La baisse de l’utilisation des insecticides demande un travail humain supplémentaire lié aux lâchers d’insectes ou à l’entretien des plates-bandes, ce qui cause une petite réduction de la marge pour les agriculteur·ices — elle baisse de -5% en comparaison à un système basé sur l’utilisation d’insecticides. Sur le site d’expérimentation en agriculture biologique, au contraire, la marge a augmenté de 10% car les insectes qui mangent les ravageurs des cultures étaient présents sur place et il y avait donc moins besoin d’en acheter.
Éviter le traitement chimique des semences
Moins connu que la pulvérisation des cultures pendant leur croissance, le traitement chimique des semences — avant plantation — est presque systématique. Dans le Grand Est, un projet du programme a testé l’arrêt de ce traitement sur une dizaine de cultures différentes : maïs, blé, tournesol, avoine…
«Nous avons maintenu la qualité et le rendement en utilisant des semences non traitées, notamment pour le blé, explique à Vert Véronique Laudinot, de la chambre d’agriculture Grand Est. Si les agriculteurs vérifient bien qu’elles sont saines et trient les semences pour éliminer les grains cassés, les poussières… ils peuvent se passer, dans notre région, de traitement chimique.» Problème ? Les filières ne sont pas adaptées et se font plus rares : il est donc plus compliqué de s’approvisionner en semences non traitées.

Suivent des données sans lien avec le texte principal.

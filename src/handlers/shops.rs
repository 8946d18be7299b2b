//! Coffee shop and shop admin management (main admin only).
//!
//! - GET/POST /api/admin/tenants/{tenant_id}/shops
//! - GET/PUT/DELETE /api/admin/shops/{id}
//! - POST /api/admin/shops/{shop_id}/admins

use axum::{
    Json,
    extract::{Path, State},
    http::StatusCode,
};
use serde_json::{Value, json};

use crate::{
    error::AppError,
    models::{
        admin::{CreateShopAdminRequest, ShopAdmin},
        coffee_shop::{CoffeeShop, CreateCoffeeShopRequest, ShopDetails, UpdateCoffeeShopRequest},
    },
    services::{shop_service, tenant_service},
    state::{AppState, MainAdminSession},
};

/// Shops of one tenant. 404 when the tenant does not exist.
pub async fn list_shops(
    State(state): State<AppState>,
    _session: MainAdminSession,
    Path(tenant_id): Path<i64>,
) -> Result<Json<Vec<CoffeeShop>>, AppError> {
    tenant_service::find_tenant(&state.pool, tenant_id)
        .await?
        .ok_or(AppError::NotFound("Tenant"))?;

    Ok(Json(shop_service::list_shops(&state.pool, tenant_id).await?))
}

/// Create a shop under a tenant.
///
/// # Request Body
///
/// ```json
/// {
///   "name": "Demo Coffee Shop",
///   "location": "Tehran, Iran",
///   "instagram_url": "https://instagram.com/democoffee"
/// }
/// ```
pub async fn create_shop(
    State(state): State<AppState>,
    _session: MainAdminSession,
    Path(tenant_id): Path<i64>,
    Json(request): Json<CreateCoffeeShopRequest>,
) -> Result<(StatusCode, Json<CoffeeShop>), AppError> {
    let shop = shop_service::create_shop(&state.pool, tenant_id, request).await?;
    Ok((StatusCode::CREATED, Json(shop)))
}

/// Shop with its tenant and admins (password hashes are never serialized).
pub async fn get_shop(
    State(state): State<AppState>,
    _session: MainAdminSession,
    Path(shop_id): Path<i64>,
) -> Result<Json<ShopDetails>, AppError> {
    Ok(Json(shop_service::get_shop_details(&state.pool, shop_id).await?))
}

pub async fn update_shop(
    State(state): State<AppState>,
    _session: MainAdminSession,
    Path(shop_id): Path<i64>,
    Json(request): Json<UpdateCoffeeShopRequest>,
) -> Result<Json<CoffeeShop>, AppError> {
    Ok(Json(
        shop_service::update_shop(&state.pool, shop_id, request).await?,
    ))
}

pub async fn delete_shop(
    State(state): State<AppState>,
    _session: MainAdminSession,
    Path(shop_id): Path<i64>,
) -> Result<Json<Value>, AppError> {
    shop_service::delete_shop(&state.pool, shop_id).await?;
    Ok(Json(json!({ "message": "Coffee shop deleted successfully" })))
}

/// Create an admin for a shop.
///
/// # Response
///
/// - **201 Created**: the admin, without its password hash
/// - **404**: shop does not exist
/// - **409**: username taken
pub async fn create_shop_admin(
    State(state): State<AppState>,
    _session: MainAdminSession,
    Path(shop_id): Path<i64>,
    Json(request): Json<CreateShopAdminRequest>,
) -> Result<(StatusCode, Json<ShopAdmin>), AppError> {
    let admin = shop_service::create_shop_admin(&state.pool, shop_id, request).await?;
    Ok((StatusCode::CREATED, Json(admin)))
}
// Copyright (C) 2025 Vince Vasta
// SPDX-License-Identifier: Apache-2.0

//! Holdem cards types.
//!
//! This crate define types to create cards:
//!
//! ```
//! # use holdem_cards::{Card, Rank, Suit};
//! let ah = Card::new(Rank::Ace, Suit::Hearts);
//! let kd: Card = "KD".parse().unwrap();
//! assert!(ah.cmp_rank(&kd).is_gt());
//! ```
//!
//! a parser for the two characters hand notation:
//!
//! ```
//! # use holdem_cards::{Card, Rank, Suit, parse_cards};
//! let cards = parse_cards("AS K\u{2665} 7C").unwrap();
//! assert_eq!(cards.len(), 3);
//! assert_eq!(cards[1], Card::new(Rank::King, Suit::Hearts));
//! ```
//!
//! and a [Deck] type for iterating hands, for example to iterate through all
//! 5 cards hands:
//!
//! ```no_run
//! # use holdem_cards::Deck;
//! let mut counter = 0;
//! Deck::default().for_each(5, |hand| {
//!     assert_eq!(hand.len(), 5);
//!     counter += 1;
//! });
//! assert_eq!(counter, 2_598_960);
//! ```
#![warn(clippy::all, rust_2018_idioms, missing_docs)]
mod deck;
pub use deck::{Card, Deck, Rank, Suit};

pub mod parser;
pub use parser::{ParseError, parse_cards};
// Copyright (C) 2025 Vince Vasta
// SPDX-License-Identifier: Apache-2.0

//! Hand notation parser.
//!
//! A hand is written as a sequence of two characters tokens, the card value
//! followed by the card suit, optionally separated by whitespace:
//!
//! ```
//! # use holdem_cards::{Card, Rank, Suit, parse_cards};
//! let cards = parse_cards("A\u{2660} KH9C").unwrap();
//! assert_eq!(cards[0], Card::new(Rank::Ace, Suit::Spades));
//! assert_eq!(cards[2], Card::new(Rank::Nine, Suit::Clubs));
//! ```
//!
//! Values are `2-9`, `T`, `J`, `Q`, `K`, `A` and suits are the letters `C`,
//! `D`, `H`, `S` or the filled and outlined suit glyphs.
use thiserror::Error;

use crate::{Card, Rank, Suit};

/// Malformed hand notation.
#[derive(Debug, Clone, PartialEq, Eq, Error)]
pub enum ParseError {
    /// A card value character is not a known rank.
    #[error("Unrecognized card value character '{value}' at position {position}")]
    InvalidRank {
        /// The offending character.
        value: char,
        /// Character position in the input.
        position: usize,
    },
    /// A card suit character is not a known suit.
    #[error("Unrecognized card suit character '{suit}' at position {position}")]
    InvalidSuit {
        /// The offending character.
        suit: char,
        /// Character position in the input.
        position: usize,
    },
    /// The input ends with a card value without a suit.
    #[error("Card value '{value}' at position {position} has no suit")]
    MissingSuit {
        /// The dangling value character.
        value: char,
        /// Character position in the input.
        position: usize,
    },
    /// A single card was expected.
    #[error("Expected a single card, found {found}")]
    NotOneCard {
        /// The number of cards in the input.
        found: usize,
    },
}

/// Parses a sequence of cards.
///
/// No duplicate cards check is done, the same card may appear more than once
/// in the output.
pub fn parse_cards(text: &str) -> Result<Vec<Card>, ParseError> {
    let mut cards = Vec::with_capacity(text.len() / 2);
    let mut pending: Option<(Rank, char, usize)> = None;

    for (position, c) in text.chars().enumerate() {
        if c.is_whitespace() {
            continue;
        }

        match pending.take() {
            None => {
                let rank = Rank::from_char(c).ok_or(ParseError::InvalidRank { value: c, position })?;
                pending = Some((rank, c, position));
            }
            Some((rank, _, _)) => {
                let suit = Suit::from_char(c).ok_or(ParseError::InvalidSuit { suit: c, position })?;
                cards.push(Card::new(rank, suit));
            }
        }
    }

    match pending {
        Some((_, value, position)) => Err(ParseError::MissingSuit { value, position }),
        None => Ok(cards),
    }
}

Le gain pour la santé serait pourtant non négligeable, alors que 80% des produits chimiques utilisés sont néfastes, parce qu’ils perturbent le système hormonal ou qu’ils sont classés comme cancérogènes, mutagènes (ils entraînent davantage de mutations génétiques) et reprotoxiques (ils modifient le système reproducteur). «La solution technique est là mais le système n’est pas encore fait pour qu’elle soit applicable», déplore Véronique Laudinot.
Encore des limites pour certaines cultures
Si le programme a abouti sur de nombreuses alternatives efficaces pour réduire ou supprimer les produits phytosanitaires des cultures, certaines inconnues demeurent. Côté semences, les expert·es n’ont pas encore trouvé de solution pour ne pas traiter celles de maïs sans qu’elles ne soient attaquées par des corbeaux par exemple.
Les résultats dépendent également de la région et des conditions climatiques et environnementales que celle-ci offre. À La Réunion, par exemple, des tests opérés sur des cultures de canne à sucre ont permis de réduire les herbicides de -50%, mais le temps de travail dédié à la fauche a beaucoup augmenté.
Les expert·es soulignent l’importance de trouver des pistes pour améliorer l’efficacité du ramassage à la main des mauvaises herbes, afin que la solution soit plus viable économiquement. «La société doit aussi être prête à assumer les éventuels coûts supplémentaires de cette réduction des pesticides, qui passe par une montée en compétences des producteurs», ajoute Jérôme Lambion.
Enfin, reste la question de l’acceptabilité de ces changements de pratiques par les agriculteur·ices. Malgré ces défis, Jérôme Lambion se dit «résolument optimiste». «Nous avons prouvé que les principes de l’agroécologie ne sont pas réservés aux écolos rêveurs mais fonctionnent sur des productions intensives, se réjouit-il. Tout n’est pas parfait mais les mentalités évoluent».